Per fortuna, come accade nel sistema arterioso, ogni ostacolo nella circolazione viene aggirato e spesso superato grazie alla costruzione di rami alternativi. Ecco allora che sembrano avere senso le manifestazioni che, da una parte, aprono le porte ad artisti meno audaci, dall’altra, fanno contenti coloro che, volendo comperare qualche opera da tenere in casa, non sanno dove cercare le proposte a prezzi contenuti.
Questo fenomeno fa anche molto piacere, perché mette in evidenza come si possa cercare la qualità anche nell’arte contemporanea: qualcuno non ha capito che il titolo del libro di Francesco Bonami, Lo potevo fare anch’io (Mondadori, 2007) è del tutto ironico e significa il suo contrario: l’arte contemporanea richiede una perizia esecutiva diversa da quella del passato, ma non certo minore.
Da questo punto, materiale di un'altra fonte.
//! Layer dimensions and the structural hashes that pin them in a network file.
//!
//! A HalfKP network file does not store its dimensions. Instead each section
//! is preceded by a hash computed from the layer shapes, so the loader checks
//! that the file matches the expected architecture before reading any
//! weights. The hash recipes follow the Stockfish 12 trainer exactly, which
//! makes the reference `nn-04cf2b4ed1da.nnue` file validate as `0x3E5AA6EE`.

use std::fmt;

use super::features::HALFKP_DIMENSIONS;
use super::NetworkError;

/// Hash of the HalfKP(Friend) raw feature set
const HALFKP_FEATURE_HASH: u32 = 0x5D69_D5B8;
const INPUT_SLICE_HASH: u32 = 0xEC42_E90D;
const AFFINE_HASH: u32 = 0xCC03_DAE4;
const CLIPPED_RELU_HASH: u32 = 0x538D_24C7;

/// Affine layer input widths are padded to a multiple of this in the file
pub const INPUT_PADDING: usize = 32;

/// Upper bound on any single dimension accepted by [`Architecture::new`]
const MAX_DIMENSION: usize = 1 << 16;

#[inline]
#[must_use]
pub const fn padded(dims: usize) -> usize {
    dims.div_ceil(INPUT_PADDING) * INPUT_PADDING
}

/// Shape of a HalfKP network: `41024 -> half x 2 -> hidden... -> 1`.
#[derive(Clone, Debug, PartialEq, Eq)]
pub struct Architecture {
    half_dims: usize,
    /// Output width of every affine layer, in order; the last entry is 1
    layer_outputs: Vec<usize>,
}

impl Architecture {
    /// Build an architecture from the accumulator width and the hidden layer widths.
    ///
    /// The single-output final layer is appended automatically.
    pub fn new(half_dims: usize, hidden: &[usize]) -> Result<Self, NetworkError> {
        if half_dims == 0 || half_dims > MAX_DIMENSION {
            return Err(NetworkError::InvalidArchitecture {
                reason: format!("accumulator width {half_dims} out of range"),
            });
        }
        if let Some(&bad) = hidden.iter().find(|&&w| w == 0 || w > MAX_DIMENSION) {
            return Err(NetworkError::InvalidArchitecture {
                reason: format!("hidden layer width {bad} out of range"),
            });
        }
        let mut layer_outputs = hidden.to_vec();
        layer_outputs.push(1);
        Ok(Architecture {
            half_dims,
            layer_outputs,
        })
    }

    /// The `256x2-32-32-1` layout of the reference network.
    #[must_use]
    pub fn halfkp_256x2_32_32() -> Self {
        Architecture {
            half_dims: 256,
            layer_outputs: vec![32, 32, 1],
        }
    }

    /// Number of HalfKP input features.
    #[inline]
    #[must_use]
    pub const fn input_dims(&self) -> usize {
        HALFKP_DIMENSIONS
    }

    /// Accumulator width per perspective.
    #[inline]
    #[must_use]
    pub fn half_dims(&self) -> usize {
        self.half_dims
    }

    /// `(input, output)` dimensions of every affine layer, in file order.
    ///
    /// Each layer's input equals the previous layer's output; the first one
    /// consumes both accumulator halves.
    pub fn layer_shapes(&self) -> impl Iterator<Item = (usize, usize)> + '_ {
        let inputs = std::iter::once(2 * self.half_dims).chain(self.layer_outputs.iter().copied());
        inputs.zip(self.layer_outputs.iter().copied())
    }

    #[must_use]
    pub fn layer_count(&self) -> usize {
        self.layer_outputs.len()
    }

    /// Hash stored in front of the feature transformer section.
    #[must_use]
    pub fn transformer_hash(&self) -> u32 {
        HALFKP_FEATURE_HASH ^ (2 * self.half_dims) as u32
    }

    /// Hash stored in front of the affine layer stack.
    #[must_use]
    pub fn layer_stack_hash(&self) -> u32 {
        let mut hash = INPUT_SLICE_HASH ^ (2 * self.half_dims) as u32;
        let last = self.layer_outputs.len() - 1;
        for (i, &out) in self.layer_outputs.iter().enumerate() {
            let mut affine = AFFINE_HASH.wrapping_add(out as u32);
            affine ^= hash >> 1;
            affine ^= hash << 31;
            hash = if i == last {
                affine
            } else {
                CLIPPED_RELU_HASH.wrapping_add(affine)
            };
        }
        hash
    }

    /// Hash stored in the file header.
    #[must_use]
    pub fn network_hash(&self) -> u32 {
        self.transformer_hash() ^ self.layer_stack_hash()
    }

    /// Exact number of bytes of the transformer section, hash included.
    #[must_use]
    pub fn transformer_bytes(&self) -> u64 {
        let values = self.half_dims * (1 + self.input_dims());
        4 + 2 * values as u64
    }

    /// Exact number of bytes of the layer stack section, hash included.
    #[must_use]
    pub fn layer_stack_bytes(&self) -> u64 {
        self.layer_shapes()
            .map(|(input, output)| (4 * output + output * padded(input)) as u64)
            .sum::<u64>()
            + 4
    }
}

impl Default for Architecture {
    fn default() -> Self {
        Architecture::halfkp_256x2_32_32()
    }
}

impl fmt::Display for Architecture {
    fn fmt(&self, f: &mut fmt::Formatter<'_>) -> fmt::Result {
        write!(f, "HalfKP({}) -> {}x2", self.input_dims(), self.half_dims)?;
        for out in &self.layer_outputs {
            write!(f, " -> {out}")?;
        }
        Ok(())
    }
}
Non ha sempre bisogno della manualità, ma questo accade anche a un architetto, un direttore d’orchestra, un regista cinematografico.
Quindi sia benedetta la ricerca del talentaccio, se è colui che ha una predisposizione ma la alleva con l’esercizio, la fatica, la capacità di incassare le critiche e migliorarsi. Persino la televisione ha capito che i programmi di pura presenza come il GF non tirano più, mentre la gente si appassiona ai talent show in cui è tangibile la pazienza di affinarsi, che si balli con le stelle o si canti per una giuria antipatica. Anche fuori dai media, una manifestazione come Its che cerca stilisti e fotografi dai bacini più reconditi, si è rivelata la cosa migliore che Trieste dà alla cultura del contemporaneo.
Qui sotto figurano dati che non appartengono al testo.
#[cfg(test)]
mod tests {
    use super::*;
    use crate::board::{Piece, Square, START_FEN};
    use crate::nnue::testing::{small_architecture, small_network};

    fn serialize(network: &NetworkWeights) -> Vec<u8> {
        let mut bytes = Vec::new();
        network.write_to(&mut bytes).unwrap();
        bytes
    }

    #[test]
    fn test_write_then_load() {
        let network = small_network(21);
        let bytes = serialize(&network);
        let arch = network.architecture();
        assert_eq!(
            bytes.len() as u64,
            12 + network.description().len() as u64
                + arch.transformer_bytes()
                + arch.layer_stack_bytes()
        );
        let loaded = NetworkWeights::from_bytes_with(&bytes, arch).unwrap();
        assert_eq!(loaded, network);
    }

    #[test]
    fn test_load_from_disk() {
        let network = small_network(22);
        let file = tempfile::NamedTempFile::new().unwrap();
        std::fs::write(file.path(), serialize(&network)).unwrap();
        let loaded = NetworkWeights::load_with(file.path(), network.architecture()).unwrap();
        assert_eq!(loaded.description(), network.description());
    }

    #[test]
    fn test_missing_file_is_unreadable() {
        let dir = tempfile::tempdir().unwrap();
        let err = NetworkWeights::load(dir.path().join("absent.nnue")).unwrap_err();
        assert!(matches!(err, NetworkError::Unreadable(_)));
    }

    #[test]
    fn test_bad_magic() {
        let mut bytes = serialize(&small_network(23));
        bytes[3] = 0x00;
        let err = NetworkWeights::from_bytes_with(&bytes, &small_architecture()).unwrap_err();
        assert!(matches!(err, NetworkError::BadMagic { .. }));
    }

    #[test]
    fn test_unsupported_version() {
        let mut bytes = serialize(&small_network(24));
        bytes[0] = 0x17;
        let err = NetworkWeights::from_bytes_with(&bytes, &small_architecture()).unwrap_err();
        assert!(err.is_unsupported_version());
        assert!(matches!(
            err,
            NetworkError::UnsupportedVersion { found: 0x7AF3_2F17 }
        ));
    }

    #[test]
    fn test_wrong_architecture_is_hash_mismatch() {
        let bytes = serialize(&small_network(25));
        let err = NetworkWeights::from_bytes(&bytes).unwrap_err();
        assert!(matches!(
            err,
            NetworkError::HashMismatch {
                section: Section::Header,
                ..
            }
        ));
    }

    #[test]
    fn test_corrupt_layer_hash() {
        let network = small_network(26);
        let mut bytes = serialize(&network);
        let arch = network.architecture();
        let offset = 12 + network.description().len() + arch.transformer_bytes() as usize;
        bytes[offset] ^= 0xFF;
        let err = NetworkWeights::from_bytes_with(&bytes, arch).unwrap_err();
        assert!(matches!(
            err,
            NetworkError::HashMismatch {
                section: Section::LayerStack,
                ..
            }
        ));
    }

    #[test]
    fn test_truncated_sections() {
        let network = small_network(27);
        let bytes = serialize(&network);
        let arch = network.architecture();

        let err = NetworkWeights::from_bytes_with(&bytes[..bytes.len() - 1], arch).unwrap_err();
        assert!(matches!(
            err,
            NetworkError::Truncated {
                section: Section::LayerStack,
                ..
            }
        ));

        let err = NetworkWeights::from_bytes_with(&bytes[..100], arch).unwrap_err();
        assert!(matches!(
            err,
            NetworkError::Truncated {
                section: Section::Transformer,
                ..
            }
        ));

        let err = NetworkWeights::from_bytes_with(&bytes[..2], arch).unwrap_err();
        assert!(matches!(
            err,
            NetworkError::Truncated {
                section: Section::Header,
                ..
            }
        ));
    }

    #[test]
    fn test_trailing_bytes() {
        let network = small_network(28);
        let mut bytes = serialize(&network);
        bytes.extend_from_slice(&[0, 0, 0]);
        let err = NetworkWeights::from_bytes_with(&bytes, network.architecture()).unwrap_err();
        assert!(matches!(err, NetworkError::TrailingBytes { trailing: 3 }));
    }

    #[test]
    fn test_description_limit() {
        let network = small_network(29);
        let mut bytes = serialize(&network);
        bytes[8..12].copy_from_slice(&(MAX_DESCRIPTION_LEN + 1).to_le_bytes());
        let err = NetworkWeights::from_bytes_with(&bytes, network.architecture()).unwrap_err();
        assert!(matches!(err, NetworkError::DescriptionTooLong { .. }));
    }

    #[test]
    fn test_propagate_by_hand() {
        // Two inputs per perspective, no hidden layer: score = (bias + w . x) / 16
        let arch = Architecture::new(2, &[]).unwrap();
        let mut weights = vec![0i16; 2 * arch.input_dims()];
        let feature = crate::nnue::feature_index(
            Color::White,
            Square(0, 4),
            Square(1, 0),
            Color::White,
            crate::board::Piece::Pawn,
        )
        .unwrap();
        weights[2 * feature] = 40;
        let ft = FeatureTransformer::from_parts(2, vec![10, 200], weights).unwrap();
        let mut out_weights = vec![0i8; 32];
        out_weights[..4].copy_from_slice(&[1, 2, 3, 4]);
        let output = AffineTransform::from_parts(4, 1, vec![-5], out_weights).unwrap();
        let network = NetworkWeights::from_parts(arch, "", ft, vec![output]).unwrap();

        let board = Board::try_from_fen("4k3/8/8/8/8/8/P7/4K3 w - - 0 1").unwrap();
        // White half [50, 200] clips to [50, 127]; black half [10, 127]
        // (the a2 pawn is at a different index from Black's view)
        let white = (-5 + 50 + 2 * 127 + 3 * 10 + 4 * 127) / 16;
        let black = (-5 + 10 + 2 * 127 + 3 * 50 + 4 * 127) / 16;
        assert_eq!(network.evaluate(&board).unwrap(), white);

        let board = Board::try_from_fen("4k3/8/8/8/8/8/P7/4K3 b - - 0 1").unwrap();
        assert_eq!(network.evaluate(&board).unwrap(), black);
    }

    #[test]
    fn test_score_truncates_towards_zero() {
        let arch = Architecture::new(1, &[]).unwrap();
        let ft = FeatureTransformer::from_parts(1, vec![0], vec![0; arch.input_dims()]).unwrap();
        let output = AffineTransform::from_parts(2, 1, vec![-17], vec![0; 32]).unwrap();
        let network = NetworkWeights::from_parts(arch, "", ft, vec![output]).unwrap();
        let board = Board::try_from_fen(START_FEN).unwrap();
        assert_eq!(network.evaluate(&board).unwrap(), -1);
    }

    #[test]
    fn test_scores_within_bounds() {
        let network = small_network(30);
        let bounds = network.output_bounds();
        for fen in [
            START_FEN,
            "r1bqkbnr/pppp1ppp/2n5/4p3/4P3/5N2/PPPP1PPP/RNBQKB1R w KQkq - 2 3",
            "8/8/4k3/8/8/3K4/8/8 b - - 0 1",
        ] {
            let board = Board::try_from_fen(fen).unwrap();
            assert!(bounds.contains(&i64::from(network.evaluate(&board).unwrap())));
        }
    }

    #[test]
    fn test_from_parts_rejects_wrong_layers() {
        let network = small_network(31);
        let arch = Architecture::new(8, &[4, 5]).unwrap();
        let result = NetworkWeights::from_parts(
            arch,
            "",
            network.transformer().clone(),
            network.layers().to_vec(),
        );
        assert!(matches!(
            result,
            Err(NetworkError::InvalidArchitecture { .. })
        ));
    }

    #[test]
    fn test_board_without_one_king_each_is_rejected() {
        let network = small_network(32);
        let mut board = Board::try_from_fen(START_FEN).unwrap();
        assert_eq!(
            board.clear_square(Square(7, 4)),
            Some((Color::Black, Piece::King))
        );
        assert!(matches!(
            network.evaluate(&board),
            Err(Error::KingCount {
                color: Color::Black,
                count: 0
            })
        ));

        board.set_piece(Square(7, 4), Color::Black, Piece::King);
        board.set_piece(Square(3, 3), Color::White, Piece::King);
        assert!(matches!(
            network.evaluate(&board),
            Err(Error::KingCount {
                color: Color::White,
                count: 2
            })
        ));
    }
}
Tutto bene, quindi? Finalmente si trovano luoghi d’esposizione alternativa a quelli maggiori, i ragazzi meno appoggiati hanno un’occasione che non rispecchia il sistema consolidato e (quasi) tutti possono comperare arte. Del resto è una formula sperimentata: Art Basel ha generato la controfiera Liste e Jay Joplin, prima di diventare il mercante che ha lanciato e poi divorziato da Damien Hirst, non era ammesso che in occasioni collaterali come UnFair.
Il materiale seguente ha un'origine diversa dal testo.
//! Dense layers of the network head.

use std::io::{self, Read, Write};

use byteorder::{LittleEndian, WriteBytesExt};

use super::architecture::padded;
use super::error::{NetworkError, Section};
use super::reader::SectionReader;
use super::{CLIP_MAX, WEIGHT_SCALE_BITS};

/// Fully connected `i8` layer with `i32` biases.
///
/// Each output owns one row of `padded_input` weights; only the first
/// `input` columns take part in the dot product.
#[derive(Clone, Debug, PartialEq, Eq)]
pub struct AffineTransform {
    input: usize,
    output: usize,
    padded_input: usize,
    biases: Vec<i32>,
    weights: Vec<i8>,
}

impl AffineTransform {
    pub fn from_parts(
        input: usize,
        output: usize,
        biases: Vec<i32>,
        weights: Vec<i8>,
    ) -> Result<Self, NetworkError> {
        let padded_input = padded(input);
        if biases.len() != output || weights.len() != output * padded_input {
            return Err(NetworkError::InvalidArchitecture {
                reason: format!(
                    "{input}->{output} layer needs {output} biases and {} weights, got {} and {}",
                    output * padded_input,
                    biases.len(),
                    weights.len()
                ),
            });
        }
        Ok(AffineTransform {
            input,
            output,
            padded_input,
            biases,
            weights,
        })
    }

    pub(crate) fn read<R: Read>(
        reader: &mut SectionReader<R>,
        index: usize,
        input: usize,
        output: usize,
    ) -> Result<Self, NetworkError> {
        let section = Section::Layer(index);
        let padded_input = padded(input);
        reader.ensure(section, (4 * output + output * padded_input) as u64)?;
        let biases = reader.read_i32_vec(section, output)?;
        let weights = reader.read_i8_vec(section, output * padded_input)?;
        Ok(AffineTransform {
            input,
            output,
            padded_input,
            biases,
            weights,
        })
    }

    pub(crate) fn write<W: Write>(&self, out: &mut W) -> io::Result<()> {
        for &b in &self.biases {
            out.write_i32::<LittleEndian>(b)?;
        }
        let bytes: Vec<u8> = self.weights.iter().map(|&w| w as u8).collect();
        out.write_all(&bytes)
    }

    #[inline]
    #[must_use]
    pub fn input_dims(&self) -> usize {
        self.input
    }

    #[inline]
    #[must_use]
    pub fn output_dims(&self) -> usize {
        self.output
    }

    #[must_use]
    pub fn biases(&self) -> &[i32] {
        &self.biases
    }

    /// `bias[o] + sum(weight[o][i] * input[i])` for every output `o`.
    #[must_use]
    pub fn propagate(&self, input: &[u8]) -> Vec<i32> {
        debug_assert_eq!(input.len(), self.input);
        self.weights
            .chunks_exact(self.padded_input)
            .zip(&self.biases)
            .map(|(row, &bias)| {
                row[..self.input]
                    .iter()
                    .zip(input)
                    .fold(bias, |sum, (&w, &x)| {
                        sum.wrapping_add(i32::from(w) * i32::from(x))
                    })
            })
            .collect()
    }

    /// Smallest and largest value [`AffineTransform::propagate`] can return
    /// for inputs in `0..=input_max`.
    #[must_use]
    pub fn output_bounds(&self, input_max: i64) -> (i64, i64) {
        let mut lo = i64::MAX;
        let mut hi = i64::MIN;
        for (row, &bias) in self.weights.chunks_exact(self.padded_input).zip(&self.biases) {
            let (mut row_lo, mut row_hi) = (i64::from(bias), i64::from(bias));
            for &w in &row[..self.input] {
                let w = i64::from(w);
                if w < 0 {
                    row_lo += w * input_max;
                } else {
                    row_hi += w * input_max;
                }
            }
            lo = lo.min(row_lo);
            hi = hi.max(row_hi);
        }
        (lo, hi)
    }
}

/// Scale down by `2^6` and clamp into `0..=127`.
#[must_use]
pub fn clipped_relu(values: &[i32]) -> Vec<u8> {
    values
        .iter()
        .map(|&v| (v >> WEIGHT_SCALE_BITS).clamp(0, CLIP_MAX) as u8)
        .collect()
}
//! Error types for board construction and FEN parsing.

use std::fmt;

use thiserror::Error;

use super::types::Color;

/// The FEN field a [`FenError`] was found in.
#[derive(Clone, Copy, Debug, PartialEq, Eq, Hash)]
pub enum FenField {
    /// The string as a whole (field count)
    Layout,
    PiecePlacement,
    SideToMove,
    Castling,
    EnPassant,
    HalfmoveClock,
    FullmoveNumber,
}

impl fmt::Display for FenField {
    fn fmt(&self, f: &mut fmt::Formatter<'_>) -> fmt::Result {
        let name = match self {
            FenField::Layout => "field layout",
            FenField::PiecePlacement => "piece placement",
            FenField::SideToMove => "side to move",
            FenField::Castling => "castling rights",
            FenField::EnPassant => "en passant square",
            FenField::HalfmoveClock => "halfmove clock",
            FenField::FullmoveNumber => "fullmove number",
        };
        f.write_str(name)
    }
}

/// Error type for FEN parsing failures.
///
/// Parsing stops at the first violated rule; `field()` names the FEN field it
/// belongs to.
#[derive(Debug, Clone, PartialEq, Eq, Error)]
pub enum FenError {
    /// FEN string has too few fields (needs at least 4)
    #[error("FEN must have at least 4 fields, found {found}")]
    TooFewParts { found: usize },
    /// FEN string has more than 6 fields
    #[error("FEN must have at most 6 fields, found {found}")]
    TooManyParts { found: usize },
    /// Piece placement does not describe exactly 8 ranks
    #[error("piece placement must have 8 ranks, found {found}")]
    WrongRankCount { found: usize },
    /// A rank does not describe exactly 8 squares (rank is 1-based, as printed in FEN)
    #[error("rank {rank} describes {squares} squares, expected 8")]
    WrongRankLength { rank: usize, squares: usize },
    /// Invalid piece character in position string
    #[error("invalid piece character '{char}' in FEN")]
    InvalidPiece { char: char },
    /// Invalid side to move (must be 'w' or 'b')
    #[error("invalid side to move '{found}', expected 'w' or 'b'")]
    InvalidSideToMove { found: String },
    /// Malformed castling field
    #[error("invalid castling field '{found}'")]
    InvalidCastling { found: String },
    /// Malformed en passant square
    #[error("invalid en passant square '{found}'")]
    InvalidEnPassant { found: String },
    /// Halfmove clock is not a non-negative integer
    #[error("invalid halfmove clock '{found}'")]
    InvalidHalfmoveClock { found: String },
    /// Fullmove number is not a positive integer
    #[error("invalid fullmove number '{found}'")]
    InvalidFullmoveNumber { found: String },
    /// A side does not have exactly one king
    #[error("{color} must have exactly one king, found {count}")]
    KingCount { color: Color, count: usize },
}

impl FenError {
    /// The FEN field that violated its rule.
    #[must_use]
    pub const fn field(&self) -> FenField {
        match self {
            FenError::TooFewParts { .. } | FenError::TooManyParts { .. } => FenField::Layout,
            FenError::WrongRankCount { .. }
            | FenError::WrongRankLength { .. }
            | FenError::InvalidPiece { .. }
            | FenError::KingCount { .. } => FenField::PiecePlacement,
            FenError::InvalidSideToMove { .. } => FenField::SideToMove,
            FenError::InvalidCastling { .. } => FenField::Castling,
            FenError::InvalidEnPassant { .. } => FenField::EnPassant,
            FenError::InvalidHalfmoveClock { .. } => FenField::HalfmoveClock,
            FenError::InvalidFullmoveNumber { .. } => FenField::FullmoveNumber,
        }
    }
}

/// Error type for square parsing failures
#[derive(Debug, Clone, PartialEq, Eq, Error)]
pub enum SquareError {
    /// Invalid algebraic notation
    #[error("invalid square notation '{notation}'")]
    InvalidNotation { notation: String },
}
C’è però qualche aspetto su cui riflettere. Anzitutto, l’Occidente è affamato di gioventù ed è disposto a pagare per averla. Lo capirono negli anni Settanta molte aziende internazionali che iniziarono a commercializzarla, sotto forma di scooter o di jeans. Lo capì, nei primi anni Novanta, Gianni Boncompagni quando inventò Non è la Rai, con la malizia composta di cento adolescenti esposte ogni giorno al desiderio del pubblico.
In secondo luogo e in parziale contraddizione, però, lo status di promessa può rivelarsi un privilegio da cui è difficile uscire, come insegna la lista dei dispersi tra i cantanti del Festival di Castrocaro. Le mostre di giovani artisti, quando le si presenta come tali, sono disertate dal pubblico che preferisce vedersi Caravaggio o Klimt. Come dargli torto? Infine, chi compera a queste fiere fa benissimo, ma non deve sperare di trasformare mille euro in un milione: si deve essere quasi certi che si perderà tutto, come succede quando si compera un abito o una moto. Come autori o come compratori, per entrare nel gioco degli adulti è bene non abusare di scorciatoie. Presentarsi acerbi (e farne un valore) in un’età in cui Jim Morrison, Basquiat e Raffaello si erano già spenti non è sempre una buona idea.